While I was browsing the site I saw that NileGuide also provided an iPhone application and I immediately thought what a great complementary aspect this will be to this whole process – I could take my Amsterdam guide that I had just spent an hour creating with me on my phone to Amsterdam. 

I should say that I was all ready to embark on a minor tirade because the first application I downloaded (at nearly 3 USD) – NileGuide ‘WhatsNext’ didn’t allow me to log in. In other words it seemed that I was unable to recall the guide I has just created under my login id on the website.

I was able to create a new guide and browse information but not recall what I had stored earlier. But, as I write this, I searched the Apple app store again and found another NileGuide application – NileGuide, ‘Guide To Go’ which allowed me to browse my own guides as well as other guides created by ‘local experts’. This was all a bit confusing and I’m still not sure why there are two applications. Interestingly the two applications have quite different designs to them suggesting they came from two distinct developers.

Anyway, despite this slight confusion when I was getting set to take my guide with me, I like NileGuide a lot.

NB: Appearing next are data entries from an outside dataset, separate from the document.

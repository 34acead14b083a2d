//! Error types for the `freightwatch-geo` crate.

/// Errors that can occur during geofence operations.
#[derive(Debug, thiserror::Error)]
pub enum GeoError {
    /// The index was constructed with no geofences at all. This is the
    /// one fatal startup condition: a run without reference data cannot
    /// detect anything.
    #[error("geofence index is empty: no reference data loaded")]
    EmptyIndex,

    /// A geofence polygon has fewer than three vertices.
    #[error("geofence {name} has a degenerate polygon ({vertices} vertices)")]
    DegeneratePolygon {
        /// Name of the offending geofence.
        name: String,
        /// Number of vertices found.
        vertices: usize,
    },

    /// A geofence references a parent that does not exist in the same set.
    #[error("geofence {name} references unknown parent {parent}")]
    UnknownParent {
        /// Name of the child geofence.
        name: String,
        /// The missing parent name.
        parent: String,
    },

    /// Failed to read a GeoJSON source file.
    #[error("failed to read geofence file: {source}")]
    Io {
        /// The underlying I/O error.
        #[from]
        source: std::io::Error,
    },

    /// Failed to parse GeoJSON content.
    #[error("failed to parse GeoJSON: {source}")]
    Json {
        /// The underlying JSON parse error.
        #[from]
        source: serde_json::Error,
    },

    /// A GeoJSON feature is missing a required property or has an
    /// unsupported geometry.
    #[error("invalid GeoJSON feature: {reason}")]
    InvalidFeature {
        /// Explanation of what is wrong with the feature.
        reason: String,
    },
}
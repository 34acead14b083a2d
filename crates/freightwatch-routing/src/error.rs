//! Errors raised during route construction.
//!
//! None of these are fatal to the engine: an unresolvable chokepoint path
//! falls back to a direct great-circle route, and journey planning errors
//! only skip the container being spawned.

use thiserror::Error;

use crate::regions::Region;

/// Route construction and journey planning errors.
#[derive(Debug, Error)]
pub enum RouteError {
    /// No chokepoint path connects the two regions. Recovered by falling
    /// back to an unvalidated direct route.
    #[error("no chokepoint path from {origin:?} to {destination:?}")]
    RouteUnresolvable {
        /// Origin shipping region.
        origin: Region,
        /// Destination shipping region.
        destination: Region,
    },

    /// The geofence index holds no terminals to plan journeys between.
    #[error("no terminal geofences available for journey planning")]
    NoTerminals,
}
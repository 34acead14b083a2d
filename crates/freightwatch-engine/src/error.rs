//! Error types for the engine binary.
//!
//! [`EngineError`] is the top-level error type that wraps all possible
//! failure modes during engine startup.

/// Top-level error for the engine binary.
///
/// Each variant wraps a specific subsystem error, providing a single
/// error type that `main` can propagate with `?`.
#[derive(Debug, thiserror::Error)]
pub enum EngineError {
    /// Configuration loading failed.
    #[error("config error: {source}")]
    Config {
        /// The underlying config error.
        #[from]
        source: freightwatch_sim::ConfigError,
    },

    /// Geofence loading or index construction failed.
    #[error("geofence error: {source}")]
    Geo {
        /// The underlying geofence error.
        #[from]
        source: freightwatch_geo::GeoError,
    },

    /// Fleet spawning failed.
    #[error("spawn error: {source}")]
    Spawn {
        /// The underlying routing error.
        #[from]
        source: freightwatch_routing::RouteError,
    },
}
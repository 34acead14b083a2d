//! Water-region tables and ocean segment validation.
//!
//! The tables are deliberately coarse: named ocean and sea bounding boxes
//! (two of which wrap the antimeridian) plus conservative continental
//! boxes. A point counts as "clearly on land" only when it sits well
//! inside a continental box and outside every water region, so coastal
//! approaches never fail validation. The validator is pure; callers own
//! the retry policy.

use freightwatch_geo::geodesy::{great_circle_point, haversine_km};
use freightwatch_types::{normalize_lon, Position};

/// A lon/lat bounding box in degrees, `(min_lon, min_lat, max_lon, max_lat)`.
type Bounds = (f64, f64, f64, f64);

/// A named body of water used as a positive signal for validation.
#[derive(Debug, Clone, Copy)]
pub struct WaterRegion {
    /// Stable identifier.
    pub key: &'static str,
    /// Display name.
    pub name: &'static str,
    bounds: Bounds,
    /// Whether the box crosses the antimeridian (max_lon < min_lon).
    wraps_dateline: bool,
}

impl WaterRegion {
    const fn new(key: &'static str, name: &'static str, bounds: Bounds) -> Self {
        Self {
            key,
            name,
            bounds,
            wraps_dateline: false,
        }
    }

    const fn wrapping(key: &'static str, name: &'static str, bounds: Bounds) -> Self {
        Self {
            key,
            name,
            bounds,
            wraps_dateline: true,
        }
    }

    /// Whether the region's box contains the point.
    pub fn contains(&self, p: Position) -> bool {
        let (min_lon, min_lat, max_lon, max_lat) = self.bounds;
        let lon = normalize_lon(p.lon);
        let lon_match = if self.wraps_dateline && max_lon < min_lon {
            lon >= min_lon || lon <= max_lon
        } else {
            lon >= min_lon && lon <= max_lon
        };
        lon_match && p.lat >= min_lat && p.lat <= max_lat
    }

    /// Geometric center of the box, wrap-aware.
    pub fn center(&self) -> Position {
        let (min_lon, min_lat, max_lon, max_lat) = self.bounds;
        let lon = if self.wraps_dateline && max_lon < min_lon {
            normalize_lon((min_lon + max_lon + 360.0) / 2.0)
        } else {
            (min_lon + max_lon) / 2.0
        };
        Position::new((min_lat + max_lat) / 2.0, lon)
    }

    /// Clamp a point into the region's box, wrap-aware in longitude.
    pub fn clamp(&self, p: Position) -> Position {
        let (min_lon, min_lat, max_lon, max_lat) = self.bounds;
        let lat = p.lat.clamp(min_lat, max_lat);
        let lon = if self.wraps_dateline && max_lon < min_lon {
            // Shift into a contiguous [min, max + 360] domain.
            let mut lon = normalize_lon(p.lon);
            if lon < min_lon {
                lon += 360.0;
            }
            normalize_lon(lon.clamp(min_lon, max_lon + 360.0))
        } else {
            normalize_lon(p.lon).clamp(min_lon, max_lon)
        };
        Position::new(lat, lon)
    }
}

/// Named ocean and sea bounding boxes.
pub const WATER_REGIONS: &[WaterRegion] = &[
    WaterRegion::new("north_atlantic", "North Atlantic Ocean", (-80.0, 0.0, 0.0, 65.0)),
    WaterRegion::new("south_atlantic", "South Atlantic Ocean", (-70.0, -60.0, 20.0, 0.0)),
    WaterRegion::wrapping("north_pacific", "North Pacific Ocean", (100.0, 0.0, -100.0, 65.0)),
    WaterRegion::wrapping("south_pacific", "South Pacific Ocean", (140.0, -60.0, -70.0, 0.0)),
    WaterRegion::new("indian_ocean", "Indian Ocean", (20.0, -60.0, 120.0, 30.0)),
    WaterRegion::new("mediterranean", "Mediterranean Sea", (-6.0, 30.0, 42.0, 47.0)),
    WaterRegion::new("red_sea", "Red Sea", (32.0, 12.0, 44.0, 30.0)),
    WaterRegion::new("arabian_sea", "Arabian Sea", (45.0, 5.0, 78.0, 26.0)),
    WaterRegion::new("bay_of_bengal", "Bay of Bengal", (78.0, 5.0, 100.0, 23.0)),
    WaterRegion::new("south_china_sea", "South China Sea", (100.0, 0.0, 122.0, 25.0)),
    WaterRegion::new("east_china_sea", "East China Sea", (117.0, 23.0, 132.0, 35.0)),
    WaterRegion::new("sea_of_japan", "Sea of Japan", (127.0, 33.0, 142.0, 52.0)),
    WaterRegion::new("caribbean", "Caribbean Sea", (-90.0, 8.0, -60.0, 28.0)),
    WaterRegion::new("gulf_of_mexico", "Gulf of Mexico", (-98.0, 18.0, -80.0, 31.0)),
    WaterRegion::new("north_sea", "North Sea", (-5.0, 50.0, 10.0, 62.0)),
    WaterRegion::new("baltic_sea", "Baltic Sea", (9.0, 53.0, 30.0, 66.0)),
    WaterRegion::new("persian_gulf", "Persian Gulf", (47.0, 23.0, 57.0, 31.0)),
    WaterRegion::new("gulf_of_aden", "Gulf of Aden", (43.0, 10.0, 52.0, 16.0)),
    WaterRegion::new("malacca_strait", "Strait of Malacca", (95.0, -1.0, 105.0, 8.0)),
    WaterRegion::new("english_channel", "English Channel", (-6.0, 48.0, 2.0, 52.0)),
    WaterRegion::new("suez_canal_region", "Suez Canal Region", (31.0, 29.0, 35.0, 32.0)),
    WaterRegion::new("panama_canal_region", "Panama Canal Region", (-82.0, 7.0, -77.0, 11.0)),
];

/// Conservative continental bounding boxes, used as a negative signal.
pub const LAND_MASSES: &[(&str, Bounds)] = &[
    ("north_america", (-170.0, 25.0, -52.0, 85.0)),
    ("south_america", (-82.0, -56.0, -34.0, 12.0)),
    ("europe", (-10.0, 36.0, 40.0, 72.0)),
    ("africa", (-18.0, -35.0, 52.0, 37.0)),
    ("asia", (25.0, 1.0, 180.0, 78.0)),
    ("asia_far_east", (-180.0, 50.0, -170.0, 72.0)),
    ("australia", (113.0, -45.0, 154.0, -10.0)),
    ("india", (68.0, 6.0, 98.0, 38.0)),
];

/// Degrees a point must sit inside a continental box before it counts as
/// clearly on land. Keeps coastal approaches valid.
const COASTAL_TOLERANCE_DEG: f64 = 2.0;

/// Kilometers between validation samples along a segment.
const SAMPLE_SPACING_KM: f64 = 100.0;

/// Maximum samples per segment regardless of length.
const MAX_SAMPLES: usize = 50;

/// Pure water plausibility checks over the static tables.
#[derive(Debug, Clone, Copy, Default)]
pub struct WaterValidator;

impl WaterValidator {
    /// Create a validator over the built-in tables.
    #[must_use]
    pub const fn new() -> Self {
        Self
    }

    /// Whether the point falls in any named water region.
    pub fn in_water_region(self, p: Position) -> bool {
        WATER_REGIONS.iter().any(|r| r.contains(p))
    }

    /// Whether the point is clearly on land: well inside a continental
    /// box (with coastal tolerance) and outside every water region.
    pub fn clearly_on_land(self, p: Position) -> bool {
        let lon = normalize_lon(p.lon);
        let inside_continent = LAND_MASSES.iter().any(|&(_, (min_lon, min_lat, max_lon, max_lat))| {
            lon >= min_lon + COASTAL_TOLERANCE_DEG
                && lon <= max_lon - COASTAL_TOLERANCE_DEG
                && p.lat >= min_lat + COASTAL_TOLERANCE_DEG
                && p.lat <= max_lat - COASTAL_TOLERANCE_DEG
        });
        inside_continent && !self.in_water_region(p)
    }

    /// Whether a sea segment is plausible: no sample along the great
    /// circle between the endpoints is clearly on land. Endpoints are
    /// exempt, they anchor at port facilities.
    pub fn segment_is_plausible(self, a: Position, b: Position) -> bool {
        let distance = haversine_km(a, b);
        #[allow(clippy::cast_possible_truncation, clippy::cast_sign_loss)]
        let samples = ((distance / SAMPLE_SPACING_KM).ceil() as usize).clamp(2, MAX_SAMPLES);
        #[allow(clippy::cast_precision_loss)]
        (1..samples).all(|i| {
            let f = i as f64 / samples as f64;
            !self.clearly_on_land(great_circle_point(a, b, f))
        })
    }

    /// Move a failed point toward the nearest water region, clamped into
    /// its bounds. Distance is compared in squared degrees, which is
    /// enough to pick a region.
    pub fn nudge_toward_water(self, p: Position) -> Position {
        let nearest = WATER_REGIONS.iter().min_by(|a, b| {
            let da = degree_dist_sq(p, a.center());
            let db = degree_dist_sq(p, b.center());
            da.total_cmp(&db)
        });
        match nearest {
            Some(region) => region.clamp(p),
            None => p,
        }
    }
}

fn degree_dist_sq(a: Position, b: Position) -> f64 {
    let dlat = a.lat - b.lat;
    let dlon = a.lon - b.lon;
    dlat * dlat + dlon * dlon
}
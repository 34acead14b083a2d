//! In-memory alert history.
//!
//! Alerts are held newest-first and capped; when the cap is reached the
//! oldest alert is discarded. The pipeline only ever appends; the sole
//! external mutation is acknowledgement, which is idempotent.

use freightwatch_types::{AlertId, AlertRecord};

/// Capped, newest-first alert store.
#[derive(Debug)]
pub struct AlertStore {
    alerts: Vec<AlertRecord>,
    capacity: usize,
}

impl AlertStore {
    /// Create a store retaining at most `capacity` alerts.
    #[must_use]
    pub const fn new(capacity: usize) -> Self {
        Self {
            alerts: Vec::new(),
            capacity,
        }
    }

    /// Insert an alert at the front, evicting the oldest past capacity.
    pub fn push(&mut self, alert: AlertRecord) {
        self.alerts.insert(0, alert);
        self.alerts.truncate(self.capacity.max(1));
    }

    /// Mark an alert acknowledged. Returns whether the alert exists;
    /// acknowledging twice is a no-op.
    pub fn acknowledge(&mut self, id: AlertId) -> bool {
        match self.alerts.iter_mut().find(|a| a.id == id) {
            Some(alert) => {
                alert.acknowledged = true;
                true
            }
            None => false,
        }
    }

    /// All alerts, newest first.
    #[must_use]
    pub fn all(&self) -> &[AlertRecord] {
        &self.alerts
    }

    /// Whether an unacknowledged alert exists for a container/geofence
    /// pair.
    #[must_use]
    pub fn has_active(&self, container: freightwatch_types::ContainerId, geofence: &str) -> bool {
        self.alerts
            .iter()
            .any(|a| !a.acknowledged && a.container_id == container && a.geofence_name == geofence)
    }

    /// Number of alerts currently retained.
    #[must_use]
    pub const fn len(&self) -> usize {
        self.alerts.len()
    }

    /// Whether the store holds no alerts.
    #[must_use]
    pub const fn is_empty(&self) -> bool {
        self.alerts.is_empty()
    }
}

It supports the way I like to research my trips and provides me with a simple automated way of collecting the bits of information relevant to me. And it then supports me in letting me take that information with me on my trip.

All this is done in a way that suggests that someone has taken the time to look at how we like to do things and approached the task by helping us do just that in a slightly better way rather than trying to re-invent the way we like to do things.